▶ _Action item_
Once you reach the line containing "for page in", copy it and every line after it exactly, through the end of the data below.

▶ _The records_
--*--

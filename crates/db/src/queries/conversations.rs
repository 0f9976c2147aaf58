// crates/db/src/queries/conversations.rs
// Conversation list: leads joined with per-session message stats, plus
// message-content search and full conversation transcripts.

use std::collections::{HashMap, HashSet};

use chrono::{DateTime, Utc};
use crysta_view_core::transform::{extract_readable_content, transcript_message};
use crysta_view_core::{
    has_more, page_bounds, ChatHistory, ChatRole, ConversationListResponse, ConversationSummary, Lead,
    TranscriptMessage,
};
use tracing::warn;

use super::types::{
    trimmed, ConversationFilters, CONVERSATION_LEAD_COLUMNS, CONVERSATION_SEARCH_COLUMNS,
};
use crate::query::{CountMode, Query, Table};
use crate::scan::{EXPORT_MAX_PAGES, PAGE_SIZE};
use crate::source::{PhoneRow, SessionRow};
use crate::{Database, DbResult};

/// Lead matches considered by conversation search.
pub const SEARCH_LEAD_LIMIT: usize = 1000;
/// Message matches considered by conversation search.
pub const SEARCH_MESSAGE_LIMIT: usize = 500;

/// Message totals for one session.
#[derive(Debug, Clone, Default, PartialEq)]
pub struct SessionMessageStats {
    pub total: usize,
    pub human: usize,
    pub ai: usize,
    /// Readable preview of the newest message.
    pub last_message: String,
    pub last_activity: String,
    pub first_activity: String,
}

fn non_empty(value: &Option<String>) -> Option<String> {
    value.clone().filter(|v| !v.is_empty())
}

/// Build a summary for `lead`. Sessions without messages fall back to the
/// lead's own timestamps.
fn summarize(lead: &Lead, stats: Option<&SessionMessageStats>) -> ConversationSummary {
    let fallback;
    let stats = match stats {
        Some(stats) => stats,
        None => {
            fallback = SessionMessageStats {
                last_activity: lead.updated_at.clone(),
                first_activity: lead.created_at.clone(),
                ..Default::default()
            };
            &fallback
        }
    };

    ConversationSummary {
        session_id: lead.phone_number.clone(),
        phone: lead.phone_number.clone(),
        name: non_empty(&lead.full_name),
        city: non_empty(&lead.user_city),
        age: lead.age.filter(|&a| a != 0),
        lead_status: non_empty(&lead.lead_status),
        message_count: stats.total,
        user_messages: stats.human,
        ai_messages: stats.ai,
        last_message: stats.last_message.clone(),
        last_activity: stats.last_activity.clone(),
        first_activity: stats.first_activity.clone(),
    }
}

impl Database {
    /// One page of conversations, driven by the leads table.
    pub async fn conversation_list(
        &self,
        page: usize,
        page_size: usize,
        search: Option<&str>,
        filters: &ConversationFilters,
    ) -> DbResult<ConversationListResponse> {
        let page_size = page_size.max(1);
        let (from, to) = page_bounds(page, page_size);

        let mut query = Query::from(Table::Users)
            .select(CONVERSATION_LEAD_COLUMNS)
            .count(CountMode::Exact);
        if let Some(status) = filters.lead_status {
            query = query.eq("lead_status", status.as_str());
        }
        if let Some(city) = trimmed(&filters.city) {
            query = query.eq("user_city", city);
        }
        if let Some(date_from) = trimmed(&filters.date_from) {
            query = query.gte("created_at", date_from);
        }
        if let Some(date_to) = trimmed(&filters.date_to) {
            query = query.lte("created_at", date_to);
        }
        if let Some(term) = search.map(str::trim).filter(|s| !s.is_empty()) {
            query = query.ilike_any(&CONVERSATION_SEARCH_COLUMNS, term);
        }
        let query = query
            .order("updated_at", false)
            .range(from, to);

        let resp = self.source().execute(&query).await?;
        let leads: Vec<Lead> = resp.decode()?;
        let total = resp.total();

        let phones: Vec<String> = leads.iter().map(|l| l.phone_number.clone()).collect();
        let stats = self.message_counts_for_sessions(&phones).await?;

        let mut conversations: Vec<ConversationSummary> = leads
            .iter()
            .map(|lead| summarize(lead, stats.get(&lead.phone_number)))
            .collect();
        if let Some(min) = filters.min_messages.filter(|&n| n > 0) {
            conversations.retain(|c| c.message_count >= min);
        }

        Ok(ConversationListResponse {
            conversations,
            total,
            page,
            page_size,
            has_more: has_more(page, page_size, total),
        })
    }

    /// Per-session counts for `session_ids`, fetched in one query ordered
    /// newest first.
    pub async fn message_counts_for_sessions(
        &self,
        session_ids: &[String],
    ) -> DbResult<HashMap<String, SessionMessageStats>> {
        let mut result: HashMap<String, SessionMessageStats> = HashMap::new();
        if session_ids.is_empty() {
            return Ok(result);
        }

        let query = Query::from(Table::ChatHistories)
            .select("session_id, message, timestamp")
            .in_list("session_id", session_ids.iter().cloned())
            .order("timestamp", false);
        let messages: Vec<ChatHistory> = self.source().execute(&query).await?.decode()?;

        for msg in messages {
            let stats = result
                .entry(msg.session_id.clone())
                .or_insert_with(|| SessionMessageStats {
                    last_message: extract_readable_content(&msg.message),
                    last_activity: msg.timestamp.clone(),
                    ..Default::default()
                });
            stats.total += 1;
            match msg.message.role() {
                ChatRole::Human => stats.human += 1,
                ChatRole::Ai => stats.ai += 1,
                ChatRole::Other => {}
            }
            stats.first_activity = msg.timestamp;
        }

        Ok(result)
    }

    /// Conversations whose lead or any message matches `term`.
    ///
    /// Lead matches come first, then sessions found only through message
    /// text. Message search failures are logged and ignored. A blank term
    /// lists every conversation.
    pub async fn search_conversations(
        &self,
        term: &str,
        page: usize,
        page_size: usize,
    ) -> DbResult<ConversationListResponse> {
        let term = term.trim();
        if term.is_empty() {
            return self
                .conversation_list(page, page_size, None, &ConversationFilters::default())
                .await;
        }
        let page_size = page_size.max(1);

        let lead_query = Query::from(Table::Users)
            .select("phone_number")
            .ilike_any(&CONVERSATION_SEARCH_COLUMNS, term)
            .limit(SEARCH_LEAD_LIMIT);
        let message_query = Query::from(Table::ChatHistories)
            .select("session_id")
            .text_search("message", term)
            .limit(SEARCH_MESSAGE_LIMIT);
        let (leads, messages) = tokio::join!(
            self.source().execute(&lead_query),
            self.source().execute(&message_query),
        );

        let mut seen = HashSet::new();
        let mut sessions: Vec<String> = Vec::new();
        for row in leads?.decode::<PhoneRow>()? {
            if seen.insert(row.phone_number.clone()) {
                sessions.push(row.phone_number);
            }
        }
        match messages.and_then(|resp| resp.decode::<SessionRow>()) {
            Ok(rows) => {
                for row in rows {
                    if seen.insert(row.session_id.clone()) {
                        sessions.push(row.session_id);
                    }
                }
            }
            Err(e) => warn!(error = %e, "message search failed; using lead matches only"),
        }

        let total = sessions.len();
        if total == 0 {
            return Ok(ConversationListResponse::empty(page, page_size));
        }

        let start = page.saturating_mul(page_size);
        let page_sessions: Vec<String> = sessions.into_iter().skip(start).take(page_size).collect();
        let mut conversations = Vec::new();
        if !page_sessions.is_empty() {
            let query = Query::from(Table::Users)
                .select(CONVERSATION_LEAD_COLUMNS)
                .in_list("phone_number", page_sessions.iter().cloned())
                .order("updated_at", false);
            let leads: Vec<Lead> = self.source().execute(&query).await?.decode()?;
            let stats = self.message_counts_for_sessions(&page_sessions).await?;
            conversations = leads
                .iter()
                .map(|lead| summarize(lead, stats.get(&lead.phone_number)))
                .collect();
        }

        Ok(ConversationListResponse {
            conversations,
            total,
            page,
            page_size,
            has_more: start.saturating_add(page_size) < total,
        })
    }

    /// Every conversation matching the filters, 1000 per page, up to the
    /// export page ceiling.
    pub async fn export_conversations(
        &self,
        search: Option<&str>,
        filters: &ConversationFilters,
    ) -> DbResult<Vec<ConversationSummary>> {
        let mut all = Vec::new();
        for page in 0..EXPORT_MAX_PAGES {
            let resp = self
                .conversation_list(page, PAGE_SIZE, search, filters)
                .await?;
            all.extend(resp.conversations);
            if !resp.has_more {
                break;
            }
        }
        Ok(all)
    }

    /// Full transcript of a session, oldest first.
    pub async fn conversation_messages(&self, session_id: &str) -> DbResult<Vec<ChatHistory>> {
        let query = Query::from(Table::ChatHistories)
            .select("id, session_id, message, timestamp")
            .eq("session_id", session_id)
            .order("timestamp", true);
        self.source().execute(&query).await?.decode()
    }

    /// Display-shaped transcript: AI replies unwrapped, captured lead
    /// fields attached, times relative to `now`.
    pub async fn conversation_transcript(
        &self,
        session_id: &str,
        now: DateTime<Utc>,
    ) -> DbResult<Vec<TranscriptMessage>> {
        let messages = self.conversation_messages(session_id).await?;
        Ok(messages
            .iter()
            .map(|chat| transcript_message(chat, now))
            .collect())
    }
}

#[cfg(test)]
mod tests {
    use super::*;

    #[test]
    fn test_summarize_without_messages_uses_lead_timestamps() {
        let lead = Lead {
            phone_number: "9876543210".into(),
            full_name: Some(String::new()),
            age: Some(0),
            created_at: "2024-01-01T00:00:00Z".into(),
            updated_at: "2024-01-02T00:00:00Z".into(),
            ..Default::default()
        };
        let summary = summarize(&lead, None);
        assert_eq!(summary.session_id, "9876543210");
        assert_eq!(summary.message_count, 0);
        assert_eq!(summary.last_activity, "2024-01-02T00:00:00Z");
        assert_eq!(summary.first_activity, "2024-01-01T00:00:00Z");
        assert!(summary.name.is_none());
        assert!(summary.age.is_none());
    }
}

--*--

▶ _Exercise solution_
        for page in 0..EXPORT_MAX_PAGES {
            let resp = self
                .conversation_list(page, PAGE_SIZE, search, filters)
                .await?;
            all.extend(resp.conversations);
            if !resp.has_more {
                break;
            }
        }
        Ok(all)
    }

    /// Full transcript of a session, oldest first.
    pub async fn conversation_messages(&self, session_id: &str) -> DbResult<Vec<ChatHistory>> {
        let query = Query::from(Table::ChatHistories)
            .select("id, session_id, message, timestamp")
            .eq("session_id", session_id)
            .order("timestamp", true);
        self.source().execute(&query).await?.decode()
    }

    /// Display-shaped transcript: AI replies unwrapped, captured lead
    /// fields attached, times relative to `now`.
    pub async fn conversation_transcript(
        &self,
        session_id: &str,
        now: DateTime<Utc>,
    ) -> DbResult<Vec<TranscriptMessage>> {
        let messages = self.conversation_messages(session_id).await?;
        Ok(messages
            .iter()
            .map(|chat| transcript_message(chat, now))
            .collect())
    }
}

#[cfg(test)]
mod tests {
    use super::*;

    #[test]
    fn test_summarize_without_messages_uses_lead_timestamps() {
        let lead = Lead {
            phone_number: "9876543210".into(),
            full_name: Some(String::new()),
            age: Some(0),
            created_at: "2024-01-01T00:00:00Z".into(),
            updated_at: "2024-01-02T00:00:00Z".into(),
            ..Default::default()
        };
        let summary = summarize(&lead, None);
        assert_eq!(summary.session_id, "9876543210");
        assert_eq!(summary.message_count, 0);
        assert_eq!(summary.last_activity, "2024-01-02T00:00:00Z");
        assert_eq!(summary.first_activity, "2024-01-01T00:00:00Z");
        assert!(summary.name.is_none());
        assert!(summary.age.is_none());
    }
}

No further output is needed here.